In the early 1970s, a group of women approached the Sacramento Children’s Home board with a fundraising idea: Why not build a restaurant and garden on a vacant lot next to the home on Sutterville Road and staff it with volunteers? The board didn’t expect the venture to last but agreed to give it a try.

They funded construction of a building that could be converted to other purposes when the endeavor came to what they felt would be its inevitable end. Casa de los Ninos opened in May 1974, and it still thrives today as Casa Garden. Over the years, its parent nonprofit, Los Ninos Service League, has contributed more than $2.9 million to the home, working to address the needs of children and to strengthen families. Nearly 300 volunteers plan and prepare the food, serve in the dining room and maintain the gardens. The facility has just two paid staff positions: a professional chef and restaurant manager.

While a restaurant can’t succeed without good food, the name Casa Garden reflects the integral part that the gardens play. They were planned along with the construction of the building. The gardens have always been designed and led by a volunteer, usually a

woman. The current garden manager is Carolyn Horn. “The gardens are what draw people here,” she says.

Plantings are designed to provide color all year long. Flowers greet you as you enter the grounds, surround you on the terrace (used for weddings and other events), adorn the event center courtyard and brighten the view from every window in the restaurant. It feels like a “secret garden,” says Horn, adding, “It’s labor intensive but worth it.”

Many of the mature plants reflect what was in style in Sacramento more than 40 years ago, when azaleas, camellias and rhododendrons were in vogue. Spring is when they are at their peak. These plants hearken back to a simpler time when many homes had azalea foundation plantings and Sacramento was known as the Camellia City. A large white dogwood is spectacular in spring and has maroon leaves and bright-red berries in the fall, when the Japanese maples are at their colorful best. A ginkgo glows brilliant yellow then, too. Horn considers these shrubs and trees the garden’s “foundation.”

Fashions change, driven in part by water shortages. These are not drought-tolerant plants, although mature specimens do surprisingly well with regular, modest amounts of water and mulch to keep soil cool and moist. Decades ago, the garden relied on beds and containers of thirsty annuals to provide color. Horn has replaced them with a variety of bulbs and drought-tolerant perennials. Some containers are placed in strategic locations, filled with what Horn calls “soft perennials.” Fibrous begonias bloom for months and return year after year. Cyclamen brighten dull winter months. Dianthus work well, too, in containers or in the ground.

Horn is self-educated in horticulture, but she brings a lifetime passion for gardening to her task. She also uses considerable organizational skill to lead about 30 equally passionate garden volunteers who work in teams, usually for a few hours two mornings a month. As with most volunteer efforts, this is a multitalented group. One is a UC Master Gardener. The oldest volunteer is 87 years old and comes to prune armed with her own reciprocating saw.

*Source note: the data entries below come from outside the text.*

use std::collections::{HashMap, HashSet};
use std::sync::{Arc, Mutex};
use std::time::Duration;

use serde::{Deserialize, Serialize};
use tokio::sync::mpsc;
use tokio::task::JoinHandle;
use tracing::{debug, trace};

use super::shortcut::{self, Shortcut, ShortcutEvent, ShortcutOrigin, ShortcutTable};
use super::{Attachment, RawInputSource, lock};
use crate::event_model::channel::Subscribers;
use crate::event_model::raw::{CompositionPhase, RawInput, RawKeyEvent, RawKeyKind, now_ms};
use crate::event_model::{KeyboardEventKind, KeyboardInputEvent, Modifiers};

/// 首次重复前等待 `key_delay_ms` 的倍数
const INITIAL_REPEAT_FACTOR: u32 = 4;

#[derive(Debug, Clone, PartialEq, Serialize, Deserialize)]
#[serde(default, deny_unknown_fields)]
pub struct KeyboardConfig {
    /// 合成自动重复; 开启后平台自带的重复被吸收
    pub enable_auto_repeat: bool,
    pub key_delay_ms: u64,
    pub shortcuts: Vec<Shortcut>,
}

impl Default for KeyboardConfig {
    fn default() -> Self {
        Self {
            enable_auto_repeat: true,
            key_delay_ms: 50,
            shortcuts: Vec::new(),
        }
    }
}

#[derive(Debug, Clone, Copy, PartialEq, Eq)]
pub enum KeyRoute {
    /// 交给键盘捕获继续处理
    Forward,
    /// 被本地快捷键吃掉
    Consumed,
    /// 目标表面没有焦点
    Blocked,
}

/// 键盘事件到达捕获处理器之前的拦截点
pub trait KeyInterceptor: Send + Sync {
    fn intercept(&self, key: &RawKeyEvent) -> KeyRoute;

    /// 当前是否拦下所有按键; 自动重复每次触发前都会问一遍
    fn is_blocking(&self) -> bool {
        false
    }
}

#[derive(Default)]
struct KeyboardState {
    config: KeyboardConfig,
    shortcuts: ShortcutTable,
    attachment: Option<Attachment>,
    modifiers: Modifiers,
    pressed: HashSet<u32>,
    /// keydown 被拦截的键, 对应的 keyup 也不往外发
    consumed: HashSet<u32>,
    repeaters: HashMap<u32, JoinHandle<()>>,
    composing: bool,
    interceptor: Option<Arc<dyn KeyInterceptor>>,
}

impl KeyboardState {
    fn cancel_repeaters(&mut self) {
        for (_, task) in self.repeaters.drain() {
            task.abort();
        }
    }
}

struct KeyboardInner {
    state: Mutex<KeyboardState>,
    events: Subscribers<KeyboardInputEvent>,
    shortcuts: Subscribers<ShortcutEvent>,
}

/// 把原始键盘通知规范化为 [`KeyboardInputEvent`]
pub struct KeyboardCaptureHandler {
    inner: Arc<KeyboardInner>,
}

impl std::fmt::Debug for KeyboardCaptureHandler {
    fn fmt(&self, f: &mut std::fmt::Formatter<'_>) -> std::fmt::Result {
        let state = lock(&self.inner.state);
        f.debug_struct("KeyboardCaptureHandler")
            .field("attached", &state.attachment.is_some())
            .field("pressed", &state.pressed.len())
            .field("composing", &state.composing)
            .finish()
    }
}

impl KeyboardCaptureHandler {
    pub fn new(config: KeyboardConfig) -> Self {
        let mut shortcuts = ShortcutTable::with_defaults(shortcut::keyboard_defaults());
        shortcuts.set_custom(config.shortcuts.clone());
        Self {
            inner: Arc::new(KeyboardInner {
                state: Mutex::new(KeyboardState {
                    config,
                    shortcuts,
                    ..KeyboardState::default()
                }),
                events: Subscribers::new(),
                shortcuts: Subscribers::new(),
            }),
        }
    }

    pub fn subscribe(&self) -> mpsc::UnboundedReceiver<KeyboardInputEvent> {
        self.inner.events.subscribe()
    }

    pub fn subscribe_shortcuts(&self) -> mpsc::UnboundedReceiver<ShortcutEvent> {
        self.inner.shortcuts.subscribe()
    }

    pub fn attach(&self, surface: Arc<dyn RawInputSource>) {
        self.detach();
        let weak = Arc::downgrade(&self.inner);
        let attachment = Attachment::new(
            surface,
            Arc::new(move |raw: &RawInput| {
                if let Some(inner) = weak.upgrade() {
                    inner.handle_raw(raw);
                }
            }),
        );
        debug!(surface = %attachment.source.surface_id(), "keyboard capture attached");
        lock(&self.inner.state).attachment = Some(attachment);
    }

    pub fn detach(&self) {
        let attachment = {
            let mut state = lock(&self.inner.state);
            state.cancel_repeaters();
            state.pressed.clear();
            state.consumed.clear();
            state.composing = false;
            state.modifiers = Modifiers::NONE;
            state.attachment.take()
        };
        if let Some(attachment) = attachment {
            debug!(surface = %attachment.source.surface_id(), "keyboard capture detached");
            attachment.release();
        }
    }

    pub fn is_attached(&self) -> bool {
        lock(&self.inner.state).attachment.is_some()
    }

    pub fn set_shortcuts(&self, shortcuts: Vec<Shortcut>) {
        let mut state = lock(&self.inner.state);
        state.config.shortcuts = shortcuts.clone();
        state.shortcuts.set_custom(shortcuts);
    }

    pub fn set_interceptor(&self, interceptor: Option<Arc<dyn KeyInterceptor>>) {
        lock(&self.inner.state).interceptor = interceptor;
    }

    pub fn update_config(&self, update: impl FnOnce(&mut KeyboardConfig)) {
        let mut state = lock(&self.inner.state);
        update(&mut state.config);
        let custom = state.config.shortcuts.clone();
        state.shortcuts.set_custom(custom);
        if !state.config.enable_auto_repeat {
            state.cancel_repeaters();
        }
    }

    pub fn config(&self) -> KeyboardConfig {
        lock(&self.inner.state).config.clone()
    }

    pub fn modifiers(&self) -> Modifiers {
        lock(&self.inner.state).modifiers
    }

    pub fn pressed_keys(&self) -> Vec<u32> {
        let mut keys: Vec<u32> = lock(&self.inner.state).pressed.iter().copied().collect();
        keys.sort_unstable();
        keys
    }

    pub fn is_composing(&self) -> bool {
        lock(&self.inner.state).composing
    }
}

impl Drop for KeyboardCaptureHandler {
    fn drop(&mut self) {
        self.detach();
    }
}

impl KeyboardInner {
    fn handle_raw(self: &Arc<Self>, raw: &RawInput) {
        match raw {
            RawInput::Composition { phase } => {
                let mut state = lock(&self.state);
                if state.attachment.is_none() {
                    return;
                }
                state.composing = *phase != CompositionPhase::End;
                debug!(?phase, "composition boundary");
            }
            RawInput::Key(key) => self.handle_key(key),
            _ => {}
        }
    }

    fn handle_key(self: &Arc<Self>, key: &RawKeyEvent) {
        let interceptor = {
            let mut state = lock(&self.state);
            if state.attachment.is_none() {
                return;
            }
            if key.is_composing || state.composing {
                trace!(key = %key.key, "key inside composition ignored");
                return;
            }
            state.modifiers = key.modifiers;
            state.interceptor.clone()
        };

        let route = interceptor.map_or(KeyRoute::Forward, |i| i.intercept(key));
        let mut state = lock(&self.state);
        if key.kind == RawKeyKind::Up {
            self.on_key_up(&mut state, key, route);
            return;
        }
        match route {
            KeyRoute::Forward => {}
            KeyRoute::Consumed => {
                if key.kind == RawKeyKind::Down {
                    state.consumed.insert(key.key_code);
                }
                return;
            }
            KeyRoute::Blocked => {
                trace!(key = %key.key, "key blocked, surface not focused");
                return;
            }
        }

        match key.kind {
            RawKeyKind::Down => self.on_key_down(&mut state, key),
            RawKeyKind::Press => {
                if state.consumed.contains(&key.key_code) {
                    return;
                }
                self.events
                    .emit(make_event(KeyboardEventKind::Keypress, key, key.modifiers, false));
            }
            RawKeyKind::Up => {}
        }
    }

    /// 不管路由如何都先清掉按下状态和重复任务;
    /// keydown 已经发出去的键一定配一个 keyup
    fn on_key_up(&self, state: &mut KeyboardState, key: &RawKeyEvent, route: KeyRoute) {
        let consumed = state.consumed.remove(&key.key_code);
        if let Some(task) = state.repeaters.remove(&key.key_code) {
            task.abort();
        }
        let delivered = state.pressed.remove(&key.key_code);
        if consumed || (route != KeyRoute::Forward && !delivered) {
            return;
        }
        self.events
            .emit(make_event(KeyboardEventKind::Keyup, key, key.modifiers, false));
    }

    fn on_key_down(self: &Arc<Self>, state: &mut KeyboardState, key: &RawKeyEvent) {
        let held = state.pressed.contains(&key.key_code);
        if key.repeat && !held {
            trace!(key = %key.key, "native repeat without a tracked keydown");
            return;
        }
        if held {
            if state.config.enable_auto_repeat {
                trace!(key = %key.key, "native repeat absorbed by synthesizer");
            } else {
                self.events
                    .emit(make_event(KeyboardEventKind::Repeat, key, key.modifiers, true));
            }
            return;
        }
        if state.consumed.contains(&key.key_code) {
            return;
        }

        if let Some(hit) = state.shortcuts.find(&key.key, key.modifiers) {
            debug!(action = ?hit.action, key = %key.key, "keyboard shortcut");
            self.shortcuts.emit(ShortcutEvent {
                action: hit.action.clone(),
                key: key.key.clone(),
                modifiers: key.modifiers,
                origin: ShortcutOrigin::Keyboard,
                timestamp: key.timestamp,
            });
            if hit.prevent_default {
                state.consumed.insert(key.key_code);
                return;
            }
        }

        state.pressed.insert(key.key_code);
        self.events
            .emit(make_event(KeyboardEventKind::Keydown, key, key.modifiers, false));
        if state.config.enable_auto_repeat && state.config.key_delay_ms > 0 {
            self.schedule_repeat(state, key);
        }
    }

    /// 每个键一个重复任务, keyup 时 O(1) 取消
    fn schedule_repeat(self: &Arc<Self>, state: &mut KeyboardState, key: &RawKeyEvent) {
        let Ok(runtime) = tokio::runtime::Handle::try_current() else {
            return;
        };
        let delay = Duration::from_millis(state.config.key_delay_ms);
        let weak = Arc::downgrade(self);
        let template = make_event(KeyboardEventKind::Repeat, key, key.modifiers, true);
        let key_code = key.key_code;
        let task = runtime.spawn(async move {
            tokio::time::sleep(delay * INITIAL_REPEAT_FACTOR).await;
            loop {
                let Some(inner) = weak.upgrade() else {
                    break;
                };
                let interceptor = lock(&inner.state).interceptor.clone();
                let blocked = interceptor.is_some_and(|i| i.is_blocking());
                {
                    let mut state = lock(&inner.state);
                    if !state.pressed.contains(&key_code) {
                        break;
                    }
                    let mut event = template.clone();
                    event.modifiers = state.modifiers;
                    event.timestamp = now_ms();
                    if blocked {
                        // 焦点没了, keyup 不会再送到这里, 就地松开
                        debug!(key = %event.key, "focus lost while key held, releasing");
                        state.pressed.remove(&key_code);
                        state.repeaters.remove(&key_code);
                        event.kind = KeyboardEventKind::Keyup;
                        event.is_auto_repeat = false;
                        inner.events.emit(event);
                        break;
                    }
                    inner.events.emit(event);
                }
                drop(inner);
                tokio::time::sleep(delay).await;
            }
        });
        if let Some(previous) = state.repeaters.insert(key_code, task) {
            previous.abort();
        }
    }
}

fn make_event(
    kind: KeyboardEventKind,
    key: &RawKeyEvent,
    modifiers: Modifiers,
    is_auto_repeat: bool,
) -> KeyboardInputEvent {
    KeyboardInputEvent {
        kind,
        key_code: key.key_code,
        key: key.key.clone(),
        char_code: key.char_code,
        modifiers,
        is_auto_repeat,
        timestamp: key.timestamp,
        validated: false,
    }
}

What can a home gardener learn from this garden? Try to retain established shrubs and trees, which can give year-round structure and seasonal color to a garden. You can make your garden more water efficient by planting areas with drought-tolerant plants. Don’t design your landscape to be seen only from the outside. Instead, consider the view through your windows. Create a garden that has surprises and discoveries around the corners. Draw the eye with flower-filled containers. You don’t have to rely on a garden professional for design. Trust your own ideas and make your garden your own.

Passionate as the garden volunteers are about plants, they share their passion for the mission of Casa Garden with the restaurant volunteers. Many of the gardeners also help serve and cook.

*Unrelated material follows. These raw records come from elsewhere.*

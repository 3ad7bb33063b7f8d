use serde::{Deserialize, Serialize};

use super::event::Modifiers;
use super::geometry::Point;

/// 当前时间 (毫秒, UNIX epoch), 原始通知缺省时间戳用
pub fn now_ms() -> f64 {
    std::time::SystemTime::now()
        .duration_since(std::time::UNIX_EPOCH)
        .map(|d| d.as_secs_f64() * 1000.0)
        .unwrap_or_default()
}

#[derive(Debug, Clone, Copy, PartialEq, Eq, Serialize, Deserialize)]
#[serde(rename_all = "camelCase")]
pub enum RawPointerKind {
    Down,
    Up,
    Move,
    Click,
    DoubleClick,
    Wheel,
    ContextMenu,
}

/// 原始指针通知, 坐标是视口坐标 (`clientX/clientY`)
#[derive(Debug, Clone, PartialEq, Serialize, Deserialize)]
#[serde(rename_all = "camelCase")]
pub struct RawPointerEvent {
    pub kind: RawPointerKind,
    pub client_x: f64,
    pub client_y: f64,
    #[serde(default)]
    pub button: i16,
    #[serde(default)]
    pub delta_x: f64,
    #[serde(default)]
    pub delta_y: f64,
    #[serde(default)]
    pub timestamp: f64,
}

impl RawPointerEvent {
    pub fn new(kind: RawPointerKind, client_x: f64, client_y: f64) -> Self {
        Self {
            kind,
            client_x,
            client_y,
            button: 0,
            delta_x: 0.0,
            delta_y: 0.0,
            timestamp: now_ms(),
        }
    }

    pub fn with_button(mut self, button: i16) -> Self {
        self.button = button;
        self
    }

    pub fn with_delta(mut self, delta_x: f64, delta_y: f64) -> Self {
        self.delta_x = delta_x;
        self.delta_y = delta_y;
        self
    }

    pub fn position(&self) -> Point {
        Point::new(self.client_x, self.client_y)
    }
}

#[derive(Debug, Clone, Copy, PartialEq, Eq, Serialize, Deserialize)]
#[serde(rename_all = "camelCase")]
pub enum RawKeyKind {
    Down,
    Up,
    Press,
}

/// 原始键盘通知
#[derive(Debug, Clone, PartialEq, Serialize, Deserialize)]
#[serde(rename_all = "camelCase")]
pub struct RawKeyEvent {
    pub kind: RawKeyKind,
    pub key_code: u32,
    pub key: String,
    #[serde(default)]
    pub char_code: u32,
    #[serde(default)]
    pub modifiers: Modifiers,
    /// 平台自带的自动重复标记
    #[serde(default)]
    pub repeat: bool,
    /// 输入法组合中
    #[serde(default)]
    pub is_composing: bool,
    #[serde(default)]
    pub timestamp: f64,
}

impl RawKeyEvent {
    pub fn new(kind: RawKeyKind, key_code: u32, key: impl Into<String>) -> Self {
        Self {
            kind,
            key_code,
            key: key.into(),
            char_code: 0,
            modifiers: Modifiers::NONE,
            repeat: false,
            is_composing: false,
            timestamp: now_ms(),
        }
    }

    pub fn with_modifiers(mut self, modifiers: Modifiers) -> Self {
        self.modifiers = modifiers;
        self
    }

    pub fn repeated(mut self) -> Self {
        self.repeat = true;
        self
    }
}

#[derive(Debug, Clone, Copy, PartialEq, Eq, Serialize, Deserialize)]
#[serde(rename_all = "camelCase")]
pub enum CompositionPhase {
    Start,
    Update,
    End,
}

#[derive(Debug, Clone, Copy, PartialEq, Eq, Serialize, Deserialize)]
#[serde(rename_all = "camelCase")]
pub enum RawTouchKind {
    Start,
    Move,
    End,
    Cancel,
}

#[derive(Debug, Clone, Copy, PartialEq, Serialize, Deserialize)]
#[serde(rename_all = "camelCase")]
pub struct RawTouchPoint {
    pub id: u32,
    pub client_x: f64,
    pub client_y: f64,
}

impl RawTouchPoint {
    pub const fn new(id: u32, client_x: f64, client_y: f64) -> Self {
        Self {
            id,
            client_x,
            client_y,
        }
    }
}

/// 原始触摸通知: `touches` 是仍在屏幕上的点, `changed` 是本次变化的点
#[derive(Debug, Clone, PartialEq, Serialize, Deserialize)]
#[serde(rename_all = "camelCase")]
pub struct RawTouchEvent {
    pub kind: RawTouchKind,
    #[serde(default)]
    pub touches: Vec<RawTouchPoint>,
    #[serde(default)]
    pub changed: Vec<RawTouchPoint>,
    #[serde(default)]
    pub timestamp: f64,
}

impl RawTouchEvent {
    pub fn new(kind: RawTouchKind, touches: Vec<RawTouchPoint>, changed: Vec<RawTouchPoint>) -> Self {
        Self {
            kind,
            touches,
            changed,
            timestamp: now_ms(),
        }
    }
}

/// `RawInputSource` 发给监听者的全部原始通知
#[derive(Debug, Clone, PartialEq, Serialize, Deserialize)]
#[serde(tag = "source", rename_all = "camelCase")]
pub enum RawInput {
    Pointer(RawPointerEvent),
    Key(RawKeyEvent),
    Composition { phase: CompositionPhase },
    Touch(RawTouchEvent),
}

impl RawInput {
    pub fn timestamp_mut(&mut self) -> Option<&mut f64> {
        match self {
            RawInput::Pointer(e) => Some(&mut e.timestamp),
            RawInput::Key(e) => Some(&mut e.timestamp),
            RawInput::Touch(e) => Some(&mut e.timestamp),
            RawInput::Composition { .. } => None,
        }
    }
}
impl ArbiterInner {
    fn emit(&self, kind: FocusEventKind, reason: FocusReason, surface: SurfaceId) {
        debug!(?kind, ?reason, %surface, "focus event");
        self.events.emit(FocusInputEvent {
            kind,
            reason,
            surface,
            timestamp: now_ms(),
            validated: false,
        });
    }

    fn init_locked(self: &Arc<Self>, state: &mut ArbiterState, surface: Arc<dyn RawInputSource>) {
        let weak = Arc::downgrade(self);
        let listener = self.global.attach(Arc::new(move |raw: &RawInput| {
            if let (Some(inner), RawInput::Pointer(pointer)) = (weak.upgrade(), raw) {
                inner.handle_pointer(pointer);
            }
        }));
        debug!(surface = %surface.surface_id(), "focus session started");
        state.global_listener = Some(listener);
        state.target = Some(surface);
        state.inside = false;
    }

    fn teardown_locked(&self, state: &mut ArbiterState) {
        if let Some(listener) = state.global_listener.take() {
            self.global.detach(listener);
        }
        if let Some(target) = state.target.take() {
            target.set_focused(false);
            debug!(surface = %target.surface_id(), "focus session ended");
        }
        state.indicator.remove();
        state.navigation.clear();
        state.focused = false;
        state.inside = false;
        state.boundary = None;
    }

    fn focus_locked(&self, state: &mut ArbiterState, reason: FocusReason) {
        let (Some(target), Some(boundary)) = (state.target.clone(), state.boundary()) else {
            return;
        };
        state.focused = true;
        state.inside = true;
        target.set_focused(true);
        state.indicator.install(target.surface_id(), boundary);
        state.navigation.refresh(target.focusable_elements(), boundary);
        info!(surface = %target.surface_id(), ?reason, "focus acquired");
        self.emit(FocusEventKind::Focus, reason, target.surface_id());
    }

    /// 失去焦点但保留会话, 之后在边界内按下还能重新获取
    fn blur_locked(&self, state: &mut ArbiterState, reason: FocusReason) {
        if !state.focused {
            return;
        }
        state.focused = false;
        state.inside = false;
        state.indicator.remove();
        state.navigation.clear();
        if let Some(target) = &state.target {
            target.set_focused(false);
            info!(surface = %target.surface_id(), ?reason, "focus released");
            self.emit(FocusEventKind::Blur, reason, target.surface_id());
        }
    }

    fn release_locked(&self, state: &mut ArbiterState, reason: FocusReason) {
        self.blur_locked(state, reason);
        self.teardown_locked(state);
    }

    fn navigate_locked(&self, state: &mut ArbiterState, forward: bool) -> Option<FocusableInfo> {
        if !state.focused {
            return None;
        }
        let (target, boundary) = (state.target.clone()?, state.boundary()?);
        state.navigation.refresh(target.focusable_elements(), boundary);
        let next = state.navigation.step(forward).cloned();
        if let Some(element) = &next {
            debug!(id = element.id, name = ?element.name, forward, "tab navigation");
        }
        next
    }

    fn handle_pointer(&self, pointer: &RawPointerEvent) {
        let mut state = lock(&self.state);
        let (Some(id), Some(boundary)) = (state.target_id(), state.boundary()) else {
            return;
        };
        let inside = boundary.contains(pointer.position());

        match pointer.kind {
            RawPointerKind::Down => {
                if inside && !state.focused {
                    self.focus_locked(&mut state, FocusReason::Boundary);
                } else if inside && !state.inside {
                    state.inside = true;
                    self.emit(FocusEventKind::Enter, FocusReason::Boundary, id);
                } else if !inside && state.focused {
                    if state.inside {
                        self.emit(FocusEventKind::Leave, FocusReason::Boundary, id);
                    }
                    state.inside = false;
                }
            }
            RawPointerKind::Click if !inside && state.focused => {
                self.blur_locked(&mut state, FocusReason::Boundary);
            }
            _ => {}
        }
    }
}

May is the time when the azaleas finish up their spring bloom and late-blooming bulbs such as crocosmia and Scottish bluebells (Campanula rotundifolia) form a naturalized carpet through the grounds. Visit the Casa Garden website, casagarden.org, for information about the restaurant, special events such as Mother’s Day brunch, and bookings. You can also sign up to volunteer. Sacramento Children’s Home is one of Sacramento’s oldest charities, founded in 1867. Help keep it going.

 

Anita Clevenger is a Lifetime Sacramento County UC Master Gardener. For answers to gardening questions, call the UC Master Gardeners at (916) 876-5338 or go to sacmg.ucanr.edu.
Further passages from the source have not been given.